[[ Record excerpts open ]]

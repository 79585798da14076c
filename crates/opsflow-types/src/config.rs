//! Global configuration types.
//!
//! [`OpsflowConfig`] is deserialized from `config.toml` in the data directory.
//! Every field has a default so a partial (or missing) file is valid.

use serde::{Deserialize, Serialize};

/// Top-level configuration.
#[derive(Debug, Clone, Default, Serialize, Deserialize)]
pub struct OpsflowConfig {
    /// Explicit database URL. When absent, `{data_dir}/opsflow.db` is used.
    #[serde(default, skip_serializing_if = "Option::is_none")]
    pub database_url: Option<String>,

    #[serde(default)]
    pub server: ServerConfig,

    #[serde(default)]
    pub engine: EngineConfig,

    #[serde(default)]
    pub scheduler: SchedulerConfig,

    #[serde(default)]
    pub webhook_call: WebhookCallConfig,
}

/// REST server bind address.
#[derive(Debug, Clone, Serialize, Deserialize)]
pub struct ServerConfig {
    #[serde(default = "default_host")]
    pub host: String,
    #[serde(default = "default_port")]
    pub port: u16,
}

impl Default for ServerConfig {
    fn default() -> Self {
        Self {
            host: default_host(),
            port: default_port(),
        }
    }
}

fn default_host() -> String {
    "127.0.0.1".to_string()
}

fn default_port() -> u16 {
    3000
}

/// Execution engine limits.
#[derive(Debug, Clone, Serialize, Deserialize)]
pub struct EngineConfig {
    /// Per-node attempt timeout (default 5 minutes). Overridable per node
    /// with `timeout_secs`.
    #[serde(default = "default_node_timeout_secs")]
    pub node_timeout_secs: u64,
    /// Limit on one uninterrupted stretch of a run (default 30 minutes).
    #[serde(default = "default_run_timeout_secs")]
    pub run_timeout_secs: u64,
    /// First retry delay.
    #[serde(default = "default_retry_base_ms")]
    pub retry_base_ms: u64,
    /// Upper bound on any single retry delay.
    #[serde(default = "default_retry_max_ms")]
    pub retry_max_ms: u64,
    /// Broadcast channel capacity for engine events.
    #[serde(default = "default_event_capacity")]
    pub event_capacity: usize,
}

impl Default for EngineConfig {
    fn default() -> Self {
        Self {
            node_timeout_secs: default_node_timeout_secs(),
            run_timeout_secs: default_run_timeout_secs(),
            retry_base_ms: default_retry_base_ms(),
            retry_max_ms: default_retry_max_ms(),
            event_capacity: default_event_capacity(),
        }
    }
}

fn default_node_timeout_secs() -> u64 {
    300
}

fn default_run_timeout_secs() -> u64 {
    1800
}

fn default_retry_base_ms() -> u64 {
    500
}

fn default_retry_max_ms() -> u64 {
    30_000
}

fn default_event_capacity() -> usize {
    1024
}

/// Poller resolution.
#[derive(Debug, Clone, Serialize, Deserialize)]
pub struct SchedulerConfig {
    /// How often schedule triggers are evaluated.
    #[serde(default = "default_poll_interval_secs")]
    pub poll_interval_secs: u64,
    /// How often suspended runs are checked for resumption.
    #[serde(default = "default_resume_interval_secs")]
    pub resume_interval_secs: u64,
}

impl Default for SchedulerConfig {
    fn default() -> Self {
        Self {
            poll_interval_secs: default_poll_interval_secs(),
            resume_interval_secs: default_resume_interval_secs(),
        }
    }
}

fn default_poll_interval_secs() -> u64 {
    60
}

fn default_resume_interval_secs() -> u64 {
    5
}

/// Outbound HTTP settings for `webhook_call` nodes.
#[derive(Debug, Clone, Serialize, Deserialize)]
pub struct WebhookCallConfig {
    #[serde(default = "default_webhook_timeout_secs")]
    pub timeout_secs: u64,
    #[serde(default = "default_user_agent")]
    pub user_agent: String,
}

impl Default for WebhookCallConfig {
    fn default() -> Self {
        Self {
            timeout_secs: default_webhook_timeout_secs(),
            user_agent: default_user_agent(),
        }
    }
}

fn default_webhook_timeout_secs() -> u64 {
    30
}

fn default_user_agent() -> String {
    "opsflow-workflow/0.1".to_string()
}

[[ Record excerpts closed ]]

* What the exercise asks *
Each record must be restated word for word, including the last line.

* Response to this task *
repository 79585798da14076c
filename crates/opsflow-types/src/config.rs
//! Global configuration types.
//!
//! [`OpsflowConfig`] is deserialized from `config.toml` in the data directory.
//! Every field has a default so a partial (or missing) file is valid.

use serde::{Deserialize, Serialize};

/// Top-level configuration.
#[derive(Debug, Clone, Default, Serialize, Deserialize)]
pub struct OpsflowConfig {
    /// Explicit database URL. When absent, `{data_dir}/opsflow.db` is used.
    #[serde(default, skip_serializing_if = "Option::is_none")]
    pub database_url: Option<String>,

    #[serde(default)]
    pub server: ServerConfig,

    #[serde(default)]
    pub engine: EngineConfig,

    #[serde(default)]
    pub scheduler: SchedulerConfig,

    #[serde(default)]
    pub webhook_call: WebhookCallConfig,
}

/// REST server bind address.
#[derive(Debug, Clone, Serialize, Deserialize)]
pub struct ServerConfig {
    #[serde(default = "default_host")]
    pub host: String,
    #[serde(default = "default_port")]
    pub port: u16,
}

impl Default for ServerConfig {
    fn default() -> Self {
        Self {
            host: default_host(),
            port: default_port(),
        }
    }
}

fn default_host() -> String {
    "127.0.0.1".to_string()
}

fn default_port() -> u16 {
    3000
}

/// Execution engine limits.
#[derive(Debug, Clone, Serialize, Deserialize)]
pub struct EngineConfig {
    /// Per-node attempt timeout (default 5 minutes). Overridable per node
    /// with `timeout_secs`.
    #[serde(default = "default_node_timeout_secs")]
    pub node_timeout_secs: u64,
    /// Limit on one uninterrupted stretch of a run (default 30 minutes).
    #[serde(default = "default_run_timeout_secs")]
    pub run_timeout_secs: u64,
    /// First retry delay.
    #[serde(default = "default_retry_base_ms")]
    pub retry_base_ms: u64,
    /// Upper bound on any single retry delay.
    #[serde(default = "default_retry_max_ms")]
    pub retry_max_ms: u64,
    /// Broadcast channel capacity for engine events.
    #[serde(default = "default_event_capacity")]
    pub event_capacity: usize,
}

impl Default for EngineConfig {
    fn default() -> Self {
        Self {
            node_timeout_secs: default_node_timeout_secs(),
            run_timeout_secs: default_run_timeout_secs(),
            retry_base_ms: default_retry_base_ms(),
            retry_max_ms: default_retry_max_ms(),
            event_capacity: default_event_capacity(),
        }
    }
}

fn default_node_timeout_secs() -> u64 {
    300
}

fn default_run_timeout_secs() -> u64 {
    1800
}

fn default_retry_base_ms() -> u64 {
    500
}

fn default_retry_max_ms() -> u64 {
    30_000
}

fn default_event_capacity() -> usize {
    1024
}

/// Poller resolution.
#[derive(Debug, Clone, Serialize, Deserialize)]
pub struct SchedulerConfig {
    /// How often schedule triggers are evaluated.
    #[serde(default = "default_poll_interval_secs")]
    pub poll_interval_secs: u64,
    /// How often suspended runs are checked for resumption.
    #[serde(default = "default_resume_interval_secs")]
    pub resume_interval_secs: u64,
}

impl Default for SchedulerConfig {
    fn default() -> Self {
        Self {
            poll_interval_secs: default_poll_interval_secs(),
            resume_interval_secs: default_resume_interval_secs(),
        }
    }
}

fn default_poll_interval_secs() -> u64 {
    60
}

fn default_resume_interval_secs() -> u64 {
    5
}

/// Outbound HTTP settings for `webhook_call` nodes.
#[derive(Debug, Clone, Serialize, Deserialize)]
pub struct WebhookCallConfig {
    #[serde(default = "default_webhook_timeout_secs")]
    pub timeout_secs: u64,
    #[serde(default = "default_user_agent")]
    pub user_agent: String,
}

impl Default for WebhookCallConfig {
    fn default() -> Self {
        Self {
            timeout_secs: default_webhook_timeout_secs(),
            user_agent: default_user_agent(),
        }
    }
}

fn default_webhook_timeout_secs() -> u64 {
    30
}

fn default_user_agent() -> String {
    "opsflow-workflow/0.1".to_string()
}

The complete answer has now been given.